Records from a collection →

_ _ _

impl From<f64> for MetricValue {
    fn from(value: f64) -> Self {
        MetricValue::Number(value)
    }
}

impl From<i64> for MetricValue {
    fn from(value: i64) -> Self {
        MetricValue::Number(value as f64)
    }
}

/// Key figures, each with a directional marker
#[derive(Debug, Clone)]
pub struct MetricsChart {
    pub entries: Vec<(String, MetricValue)>,
    pub title: Option<String>,
}

impl MetricsChart {
    pub fn new<I, K, V>(entries: I) -> Self
    where
        I: IntoIterator<Item = (K, V)>,
        K: Into<String>,
        V: Into<MetricValue>,
    {
        Self {
            entries: entries
                .into_iter()
                .map(|(k, v)| (k.into(), v.into()))
                .collect(),
            title: None,
        }
    }

    pub fn title(mut self, title: impl Into<String>) -> Self {
        self.title = Some(title.into());
        self
    }

    fn marker(label: &str) -> &'static str {
        let label = label.to_lowercase();
        if ["decrease", "down", "decline"]
            .iter()
            .any(|cue| label.contains(cue))
        {
            glyphs::NEGATIVE
        } else {
            glyphs::POSITIVE
        }
    }
}

impl Component for MetricsChart {
    fn kind(&self) -> ComponentKind {
        ComponentKind::MetricsChart
    }

    fn render(&self, theme: Option<&Theme>) -> String {
        let mut lines = Vec::with_capacity(self.entries.len() + 2);
        push_title(&mut lines, "📈", self.title.as_deref(), theme);
        for (label, value) in &self.entries {
            lines.push(format!(
                "{} {} {} {}",
                Self::marker(label),
                value,
                glyphs::ARROW,
                label
            ));
        }
        lines.join("\n")
    }

    fn invalid_reason(&self) -> Option<String> {
        if self.entries.is_empty() {
            return Some("metrics chart needs at least one entry".to_string());
        }
        None
    }
}

/// Content of one comparison column
#[derive(Debug, Clone, PartialEq)]
pub enum ComparisonPoints {
    Single(String),
    List(Vec<String>),
}

impl From<&str> for ComparisonPoints {
    fn from(value: &str) -> Self {
        ComparisonPoints::Single(value.to_string())
    }
}

impl From<String> for ComparisonPoints {
    fn from(value: String) -> Self {
        ComparisonPoints::Single(value)
    }
}

impl<S: Into<String>> From<Vec<S>> for ComparisonPoints {
    fn from(value: Vec<S>) -> Self {
        ComparisonPoints::List(value.into_iter().map(Into::into).collect())
    }
}

/// Side-by-side columns; the last column is the preferred one
#[derive(Debug, Clone)]
pub struct ComparisonChart {
    pub columns: Vec<(String, ComparisonPoints)>,
    pub title: Option<String>,
}

impl ComparisonChart {
    pub fn new<I, K, V>(columns: I) -> Self
    where
        I: IntoIterator<Item = (K, V)>,
        K: Into<String>,
        V: Into<ComparisonPoints>,
    {
        Self {
            columns: columns
                .into_iter()
                .map(|(k, v)| (k.into(), v.into()))
                .collect(),
            title: None,
        }
    }

    pub fn title(mut self, title: impl Into<String>) -> Self {
        self.title = Some(title.into());
        self
    }
}

impl Component for ComparisonChart {
    fn kind(&self) -> ComponentKind {
        ComponentKind::ComparisonChart
    }

    fn render(&self, theme: Option<&Theme>) -> String {
        let mut lines = Vec::new();
        push_title(&mut lines, "⚖️", self.title.as_deref(), theme);

        let last = self.columns.len().saturating_sub(1);
        for (i, (header, points)) in self.columns.iter().enumerate() {
            if i > 0 {
                lines.push(String::new());
            }
            let marker = if i == last {
                glyphs::POSITIVE
            } else {
                glyphs::NEGATIVE
            };
            lines.push(format!("{} {}:", marker, header));
            match points {
                ComparisonPoints::Single(text) => lines.push(format!("  {}", text)),
                ComparisonPoints::List(items) => {
                    lines.extend(items.iter().map(|item| format!("  {} {}", glyphs::BULLET, item)))
                }
            }
        }
        lines.join("\n")
    }

    fn invalid_reason(&self) -> Option<String> {
        if self.columns.len() < 2 {
            return Some(format!(
                "comparison needs at least 2 columns (got {})",
                self.columns.len()
            ));
        }
        None
    }
}
//! Publish client abstraction
//!
//! Postcraft never talks to a social network itself. Publishing goes through a
//! [`PublishClient`] supplied by the embedding application, which owns the
//! network call and credential handling.
//!
//! # Examples
//!
//! ```no_run
//! use libpostcraft::context::AuthHandle;
//! use libpostcraft::platforms::{mock::MockPublisher, PublishClient};
//! use libpostcraft::types::Visibility;
//!
//! # async fn example() -> Result<(), libpostcraft::error::PlatformError> {
//! let client = MockPublisher::success("mock");
//! let auth = AuthHandle::new("token");
//! let receipt = client.publish(&auth, "Hello!", Visibility::Public).await?;
//! println!("Published {} to {}", receipt.id, client.name());
//! # Ok(())
//! # }
//! ```

use async_trait::async_trait;
use serde::{Deserialize, Serialize};

use crate::context::AuthHandle;
use crate::error::PlatformError;
use crate::types::Visibility;

// Mock publisher is available for all builds (not just tests) to support integration tests
pub mod mock;

/// Confirmation returned by a platform after a successful publish
#[derive(Debug, Clone, PartialEq, Eq, Serialize, Deserialize)]
pub struct PublishReceipt {
    /// Platform-specific post id
    pub id: String,
    /// Public URL of the post, when the platform reports one
    pub url: Option<String>,
}

/// Outbound side of publishing
///
/// Implementations perform exactly one publish attempt per call. Retrying is
/// the caller's decision.
#[async_trait]
pub trait PublishClient: Send + Sync {
    /// Publish `text` on behalf of the credential holder
    ///
    /// # Errors
    ///
    /// Returns `PlatformError::Authentication` if the credential is rejected,
    /// `PlatformError::Rejected` if the platform refuses the content, and
    /// `PlatformError::Network` or `PlatformError::RateLimit` for transport
    /// problems.
    async fn publish(
        &self,
        auth: &AuthHandle,
        text: &str,
        visibility: Visibility,
    ) -> std::result::Result<PublishReceipt, PlatformError>;

    /// Lowercase identifier for logs (e.g. "linkedin")
    fn name(&self) -> &str;

    /// Maximum post length in characters, or `None` without a hard limit
    fn character_limit(&self) -> Option<usize> {
        None
    }
}
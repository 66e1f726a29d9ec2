//! Post components
//!
//! A component is a self-contained unit of post content that knows how to
//! render itself as text under an optional theme and how to check its own
//! structure. Rendering is pure; validation never looks at the theme.
//!
//! # Example
//!
//! ```
//! use libpostcraft::components::{Component, ProgressChart};
//!
//! let chart = ProgressChart::new([("Design", 100.0), ("Build", 40.0)]);
//! assert!(chart.validate());
//! assert!(chart.render(None).contains("40%"));
//! ```

use std::fmt;

use serde::Serialize;

use crate::themes::{EmojiLevel, HashtagPlacement, Theme};

pub mod charts;
pub mod content;
pub mod features;

pub use charts::{
    BarChart, ComparisonChart, ComparisonPoints, MetricValue, MetricsChart, ProgressChart,
    RankingChart,
};
pub use content::{Body, BodyStructure, CallToAction, Hashtags, Hook, Separator, SeparatorStyle};
pub use features::{
    BeforeAfter, BigStat, Checklist, ChecklistItem, Feature, FeatureList, KeyTakeaway,
    NumberedList, NumberedListStyle, PollPreview, ProCon, Quote, StatsGrid, TakeawayStyle,
    Timeline, TimelineStyle, TipBox, TipStyle,
};

/// Renderable, validatable unit of post content
pub trait Component: fmt::Debug + Send + Sync {
    fn kind(&self) -> ComponentKind;

    /// Render the component as plain text
    ///
    /// Must be a pure function of the component's own state and `theme`.
    fn render(&self, theme: Option<&Theme>) -> String;

    /// Describe why the component is structurally invalid, if it is
    fn invalid_reason(&self) -> Option<String>;

    fn validate(&self) -> bool {
        self.invalid_reason().is_none()
    }

    /// Where a hashtag block wants to sit; `None` for every other component
    fn hashtag_placement(&self) -> Option<HashtagPlacement> {
        None
    }
}

#[derive(Debug, Clone, Copy, PartialEq, Eq, Hash, Serialize)]
#[serde(rename_all = "snake_case")]
pub enum ComponentKind {
    Hook,
    Body,
    #[serde(rename = "cta")]
    CallToAction,
    Hashtags,
    Separator,
    BarChart,
    MetricsChart,
    ComparisonChart,
    ProgressChart,
    RankingChart,
    Quote,
    BigStat,
    Timeline,
    KeyTakeaway,
    ProCon,
    Checklist,
    BeforeAfter,
    TipBox,
    StatsGrid,
    PollPreview,
    FeatureList,
    NumberedList,
}

impl ComponentKind {
    pub fn as_str(&self) -> &'static str {
        match self {
            ComponentKind::Hook => "hook",
            ComponentKind::Body => "body",
            ComponentKind::CallToAction => "cta",
            ComponentKind::Hashtags => "hashtags",
            ComponentKind::Separator => "separator",
            ComponentKind::BarChart => "bar_chart",
            ComponentKind::MetricsChart => "metrics_chart",
            ComponentKind::ComparisonChart => "comparison_chart",
            ComponentKind::ProgressChart => "progress_chart",
            ComponentKind::RankingChart => "ranking_chart",
            ComponentKind::Quote => "quote",
            ComponentKind::BigStat => "big_stat",
            ComponentKind::Timeline => "timeline",
            ComponentKind::KeyTakeaway => "key_takeaway",
            ComponentKind::ProCon => "pro_con",
            ComponentKind::Checklist => "checklist",
            ComponentKind::BeforeAfter => "before_after",
            ComponentKind::TipBox => "tip_box",
            ComponentKind::StatsGrid => "stats_grid",
            ComponentKind::PollPreview => "poll_preview",
            ComponentKind::FeatureList => "feature_list",
            ComponentKind::NumberedList => "numbered_list",
        }
    }
}

impl fmt::Display for ComponentKind {
    fn fmt(&self, f: &mut fmt::Formatter<'_>) -> fmt::Result {
        f.write_str(self.as_str())
    }
}

/// Opening hook flavours
#[derive(Debug, Clone, Copy, PartialEq, Eq, Serialize)]
#[serde(rename_all = "snake_case")]
pub enum HookKind {
    Question,
    Stat,
    Story,
    Controversy,
    List,
    Curiosity,
}

/// Call-to-action flavours
#[derive(Debug, Clone, Copy, PartialEq, Eq, Serialize)]
#[serde(rename_all = "snake_case")]
pub enum CtaKind {
    Direct,
    Curiosity,
    Action,
    Share,
    Soft,
}

impl CtaKind {
    pub fn emoji(self) -> &'static str {
        match self {
            CtaKind::Direct => "👇",
            CtaKind::Curiosity => "🤔",
            CtaKind::Action => "⚡",
            CtaKind::Share => "🔄",
            CtaKind::Soft => "💭",
        }
    }

    /// Prompt used when a call-to-action is added automatically
    pub fn default_prompt(self) -> &'static str {
        match self {
            CtaKind::Direct => "Share your thoughts in the comments.",
            CtaKind::Curiosity => "What's your take?",
            CtaKind::Action => "Save this for later.",
            CtaKind::Share => "Repost if this resonates with your network.",
            CtaKind::Soft => "Have you experienced something similar?",
        }
    }
}

/// Glyphs shared by the text renderers
pub mod glyphs {
    pub const ARROW: &str = "→";
    pub const BULLET: &str = "•";
    pub const PIN: &str = "📌";
    pub const POSITIVE: &str = "✅";
    pub const NEGATIVE: &str = "❌";
    pub const CHECKBOX: &str = "☐";
    pub const LIGHTBULB: &str = "💡";
    pub const ALERT: &str = "🚨";
    pub const PROGRESS_FILLED: &str = "█";
    pub const PROGRESS_EMPTY: &str = "░";
    pub const BAR_COLORS: [&str; 6] = ["🟦", "🟩", "🟨", "🟧", "🟥", "🟪"];
    pub const MEDALS: [&str; 3] = ["🥇", "🥈", "🥉"];
}

/// Push an uppercased `"<emoji> TITLE:"` heading followed by a blank line
///
/// The emoji is dropped for themes that use none.
pub(crate) fn push_title(
    lines: &mut Vec<String>,
    emoji: &str,
    title: Option<&str>,
    theme: Option<&Theme>,
) {
    let Some(title) = title else {
        return;
    };
    let plain = theme.is_some_and(|t| t.emoji_level == EmojiLevel::None);
    if plain {
        lines.push(format!("{}:", title.to_uppercase()));
    } else {
        lines.push(format!("{} {}:", emoji, title.to_uppercase()));
    }
    lines.push(String::new());
}

/// Whole numbers print without a fractional part
pub(crate) fn format_number(value: f64) -> String {
    if value.fract() == 0.0 && value.abs() < 1e15 {
        format!("{}", value as i64)
    } else {
        format!("{}", value)
    }
}

pub(crate) fn char_len(s: &str) -> usize {
    s.chars().count()
}

pub(crate) fn is_blank(s: &str) -> bool {
    s.trim().is_empty()
}

#[cfg(test)]
mod tests {
    use super::*;
    use crate::themes::ThemeManager;

    #[test]
    fn test_format_number() {
        assert_eq!(format_number(10.0), "10");
        assert_eq!(format_number(-3.0), "-3");
        assert_eq!(format_number(2.5), "2.5");
    }

    #[test]
    fn test_push_title_uppercases() {
        let mut lines = Vec::new();
        push_title(&mut lines, "📊", Some("Revenue"), None);
        assert_eq!(lines, vec!["📊 REVENUE:".to_string(), String::new()]);
    }

    #[test]
    fn test_push_title_plain_for_emoji_free_theme() {
        let manager = ThemeManager::new();
        let theme = manager.get_theme("technical_expert").unwrap();
        let mut lines = Vec::new();
        push_title(&mut lines, "📊", Some("Revenue"), Some(&theme));
        assert_eq!(lines[0], "REVENUE:");
    }

    #[test]
    fn test_push_title_skips_missing_title() {
        let mut lines = Vec::new();
        push_title(&mut lines, "📊", None, None);
        assert!(lines.is_empty());
    }

    #[test]
    fn test_kind_names() {
        assert_eq!(ComponentKind::CallToAction.to_string(), "cta");
        assert_eq!(ComponentKind::ProgressChart.as_str(), "progress_chart");
    }
}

_ _ _

Go through the entries above and copy every line containing "Body".

SOLUTION FOR THIS EXERCISE →
pub use content::{Body, BodyStructure, CallToAction, Hashtags, Hook, Separator, SeparatorStyle};
    Body,
            ComponentKind::Body => "body",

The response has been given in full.